DEVELOPMENT OF GLACIAL EVENT-STRATIGRAPHY; SE QUEBEC AND N. NEW ENGLAND


SHILTS, William W., Prairie Research Institute, 615 E. Peabody Drive, MC-650, Champaign, IL 61820, shilts@illinois.edu

Research that Perry Stewart and Paul MacClintock carried out in the 1950’s and 1960’s on Laurentide Ice Sheet deposits in northern New York and in Vermont led them to propose a three-event glacial stratigraphy, which was imported into the Quebec Appalachians by Barrie McDonald in 1964. He adapted their stratigraphy to his and others’ observations of many multi-till sections in Southern Quebec. The author and associates ultimately confirmed the basic validity of these models by careful quantitative study of sections in the Chaudiere River Valley and its tributaries, especially the critical Riviere des Plante sections. In the mid 1970’s, Robert Lamarche discovered that the end of the Lennoxville Glaciation was marked by a reversal of ice flow toward the north in the Quebec Appalachians. The Highland Front Moraine, originally described by Nelson Gadd, was deposited subsequently by an unnamed southerly readvance. Thus, Stewart and MacClintock’s Vermont stratigraphy eventually morphed into the Lennoxville Till/Gayhurst Formation/Chaudiere Till/Massawippi Formation/Johnville Till/Pre-Johnville sediments/Preglacial regolith stratigraphy that is presently established in Southern Quebec.
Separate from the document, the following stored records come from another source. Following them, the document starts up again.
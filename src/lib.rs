//! jfnk-diffusion: matrix-free Newton–Krylov for a 2D reaction–diffusion
//! problem on a Cartesian process grid.
//!
//! The unit square is split into one rectangle per process. Each rank owns a
//! [`ProcessContext`]; the nonlinear residual exchanges edge values with its
//! four neighbors while sweeping the interior, and the CG solver reaches the
//! Jacobian only through finite differences of that residual.

pub mod parallel;

pub mod config;
pub mod context;
pub mod core;
pub mod domain;
pub mod error;
pub mod operator;
pub mod solver;
pub mod utils;

// Re-exports for convenience
pub use config::*;
pub use context::*;
pub use crate::core::*;
pub use domain::*;
pub use error::*;
pub use operator::*;
pub use parallel::{Comm, ThreadComm};
pub use solver::*;
pub use utils::*;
It is the author’s opinion that the Lennoxville and Chaudiere Tills both represent deposition during Wisconsinan stades, separated by glaciolacustrine sediments of the Gayhurst interstade (~55ka). The non-glacial Massawippi Formation and at least part of the St. Pierre sequence are probably of Sangamon age, and the Johnville and Becancour Tills of Quebec and ‘older tills’ in Vermont are probably of Illinoian age; Pre-Johnville sediments (~181ka) are pre-Illinoian and are not clearly related to any identifiable glacial event. Extensive stratigraphic drilling and detailed examination of numerous sections in Southern Quebec, over many years, has revealed no evidence of any glacial deposits predating the Johnville Till; in fact, laminated lacustrine sediments, deposited by the advancing Johnville Glacier, lie directly on well-developed regolith with no components, mineral or otherwise, that could have been derived from the nearby Canadian Shield. This suggests that no ancestral Laurentide Ice Sheet covered this part of the Appalachians prior to deposition of the Johnville Till.